Items from a data source:
-=-=-

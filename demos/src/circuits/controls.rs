//! Control-marker showcases.

use qgate_ir::{Backend, ClbitRegister, Context, IrResult, operands};

/// Mixed-polarity controls, controlled rotations and modifiers over two
/// 8-qubit registers, measured into a 16-bit register.
pub fn mixed_controls<B: Backend>(ctx: &mut Context<B>) -> IrResult<ClbitRegister> {
    let q1 = ctx.qalloc(8)?;
    let q2 = ctx.qalloc(8)?;
    let mut c = ctx.clalloc(16)?;
    ctx.reset([&q1, &q2])?;

    // Negative controls on q1[0..=1], positive on q1[2..=3], target q1[4].
    let e = ctx.negctrl(2) * ctx.ctrl(2) * ctx.h();
    ctx.apply(
        &e,
        operands![q1.qubit(0)?, q1.qubit(1)?, q1.slice(2, 3)?, q1.select(&[4])?],
    )?;

    ctx.apply(&ctx.cu(0.0, 0.0, 1.0, 0.0), q1.slice(0, 1)?)?;
    ctx.apply(&ctx.cu(0.0, 0.0, 0.5, 0.0), q1.slice(0, 1)?)?;

    let e = ctx.ctrl(2) * ctx.sqrt() * ctx.cu(0.0, 0.0, 1.0, 0.0);
    ctx.apply(&e, q1.slice(0, 3)?)?;

    ctx.apply(&(ctx.inv() * ctx.h()), [q1.qubit(0)?])?;
    ctx.apply(&(ctx.ctrl(2) * ctx.h()), q2.slice(0, 2)?)?;

    let low = ctx.measure(q1.slice(0, 7)?)?;
    c.store_slice(0, 7, &low)?;
    let high = ctx.measure(q2.select(&[0, 1])?)?;
    c.store_select(&[8, 9], &high)?;
    Ok(c)
}

/// Hadamard on qubit 0, then a Hadamard on every other qubit controlled by
/// qubit 0.
pub fn hadamard_fanout<B: Backend>(
    ctx: &mut Context<B>,
    num_qubits: u32,
) -> IrResult<ClbitRegister> {
    let q = ctx.qalloc(num_qubits)?;
    let mut c = ctx.clalloc(num_qubits)?;
    ctx.reset([&q])?;

    ctx.apply(&ctx.h(), [q.qubit(0)?])?;
    let ch = ctx.ctrl(1) * ctx.h();
    for i in 1..num_qubits {
        ctx.apply(&ch, q.select(&[0, i])?)?;
    }

    let outcomes = ctx.measure([&q])?;
    c.store_slice(0, num_qubits - 1, &outcomes)?;
    Ok(c)
}
//! qgate Trace Backend
//!
//! A backend that performs no simulation. Every call is rendered as one
//! transcript line and emitted through `tracing`, which makes it the
//! reference sink for checking what a program dispatches.
//!
//! # Transcript format
//!
//! | Call | Line |
//! |------|------|
//! | `allocate_qubits` | `[promise_qubits] 3` |
//! | `hadamard(_pow)` | `[hadamard_pow] exp=1 tgt=2 negctrl=[] ctrl=[0,1]` |
//! | `gate_x(_pow)` | `[gate_x_pow] exp=0.5 tgt=1 negctrl=[0] ctrl=[]` |
//! | `gate_u4(_pow)` | `[gate_u4_pow] th=.. ph=.. la=.. ga=.. exp=.. tgt=..` |
//! | `gate_matrix` | `[gate_matrix] m=[..] tgt=..` |
//! | `reset` | `[reset] 0` |
//! | `measure` | `[measure] 0` |
//!
//! # Example
//!
//! ```rust
//! use qgate_adapter_trace::TraceBackend;
//! use qgate_ir::Context;
//!
//! let mut ctx = Context::with_backend(TraceBackend::new());
//! let q = ctx.qalloc(2).unwrap();
//! ctx.apply(&(ctx.ctrl(1) * ctx.x()), [&q]).unwrap();
//!
//! let backend = ctx.backend().unwrap();
//! assert_eq!(backend.transcript()[1], "[gate_x_pow] exp=1 tgt=1 negctrl=[] ctrl=[0]");
//! ```

mod backend;

pub use backend::TraceBackend;
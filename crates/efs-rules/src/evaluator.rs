//! Entry point used by the HTTP boundary.

use std::collections::HashSet;
use std::sync::Arc;

use efs_common::TopLevelCategory;
use tracing::debug;

use crate::auth_rules::{
    AllowListBypass, FormAuthRequirement, RequestClassifier, UserAuthorizationCheck,
    ALLOW_LIST_CATEGORIES,
};
use crate::chain::AuthorizationChain;
use crate::context::{RequestInput, RequestResourceCache};
use crate::lookup::Collaborators;

/// Decides whether a request must be redirected for company authorization.
///
/// Holds only collaborators and settings; every call builds a fresh cache and
/// chain, so one evaluator can be shared by all requests.
#[derive(Debug, Clone)]
pub struct CompanyAuthEvaluator {
    collaborators: Collaborators,
    allow_list_categories: HashSet<TopLevelCategory>,
}

impl CompanyAuthEvaluator {
    pub fn new(collaborators: Collaborators) -> Self {
        Self {
            collaborators,
            allow_list_categories: ALLOW_LIST_CATEGORIES.iter().copied().collect(),
        }
    }

    /// Replace the set of allow-list-eligible top-level categories.
    pub fn with_allow_list_categories(
        mut self,
        categories: impl IntoIterator<Item = TopLevelCategory>,
    ) -> Self {
        self.allow_list_categories = categories.into_iter().collect();
        self
    }

    pub fn allow_list_categories(&self) -> &HashSet<TopLevelCategory> {
        &self.allow_list_categories
    }

    /// `RequestClassifier -> FormAuthRequirement -> UserAuthorizationCheck`
    pub fn build_chain<'c>(&self, cache: &'c RequestResourceCache) -> AuthorizationChain<'c> {
        let bypass = AllowListBypass::new(
            self.collaborators.allow_list.clone(),
            self.collaborators.categories.clone(),
            self.allow_list_categories.iter().copied(),
        );

        let mut chain = AuthorizationChain::new(cache);
        chain
            .append(RequestClassifier)
            .append(FormAuthRequirement)
            .append(UserAuthorizationCheck::new(bypass));
        chain
    }

    /// True when the user must authorize for the URL's company before
    /// continuing.
    pub async fn requires_redirect(&self, request: Arc<RequestInput>) -> bool {
        let mut cache = RequestResourceCache::new(&self.collaborators);
        cache.set_input(request);

        let decision = self.build_chain(&cache).evaluate().await;

        let stats = cache.lookup_stats();
        debug!(
            path = %cache.input().map(|input| input.path.as_str()).unwrap_or_default(),
            company_number = cache.get_company_number().unwrap_or_default(),
            requires_redirect = decision,
            submission_lookups = stats.submission_lookups,
            form_lookups = stats.form_lookups,
            sign_in_lookups = stats.sign_in_lookups,
            "Company authorization evaluated"
        );

        decision
    }
}
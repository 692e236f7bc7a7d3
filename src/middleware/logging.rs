//! Logging middleware

use axum::{
    body::Body,
    extract::Request,
    http::{header, StatusCode},
    middleware::Next,
    response::Response,
};
use reqwest::Url;
use std::time::Instant;
use tracing::{info, warn};

/// Request logging middleware
pub async fn logging_middleware(request: Request<Body>, next: Next) -> Response {
    let start = Instant::now();
    let method = request.method().clone();
    let path = request.uri().path().to_string();

    let response = next.run(request).await;

    let status = response.status();
    let duration_ms = format!("{:.2}", start.elapsed().as_secs_f64() * 1000.0);

    if status.is_server_error() {
        warn!(
            method = %method,
            path = %path,
            status = %status.as_u16(),
            duration_ms = %duration_ms,
            "Request completed with server error"
        );
    } else if status.is_client_error() && status != StatusCode::NOT_FOUND {
        warn!(
            method = %method,
            path = %path,
            status = %status.as_u16(),
            duration_ms = %duration_ms,
            "Request completed with client error"
        );
    } else if let Some(host) = status.is_redirection().then(|| redirect_host(&response)).flatten() {
        info!(
            method = %method,
            path = %path,
            status = %status.as_u16(),
            duration_ms = %duration_ms,
            redirect_host = %host,
            "Request redirected"
        );
    } else {
        info!(
            method = %method,
            path = %path,
            status = %status.as_u16(),
            duration_ms = %duration_ms,
            "Request completed"
        );
    }

    response
}

/// Host of an absolute `Location` header, if any.
fn redirect_host(response: &Response) -> Option<String> {
    let location = response.headers().get(header::LOCATION)?.to_str().ok()?;
    Url::parse(location).ok()?.host_str().map(str::to_string)
}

-=-=-

Brief: The answer must consist of each line in the entries above that includes "StatusCode".

Answer area:
    http::{header, StatusCode},
    } else if status.is_client_error() && status != StatusCode::NOT_FOUND {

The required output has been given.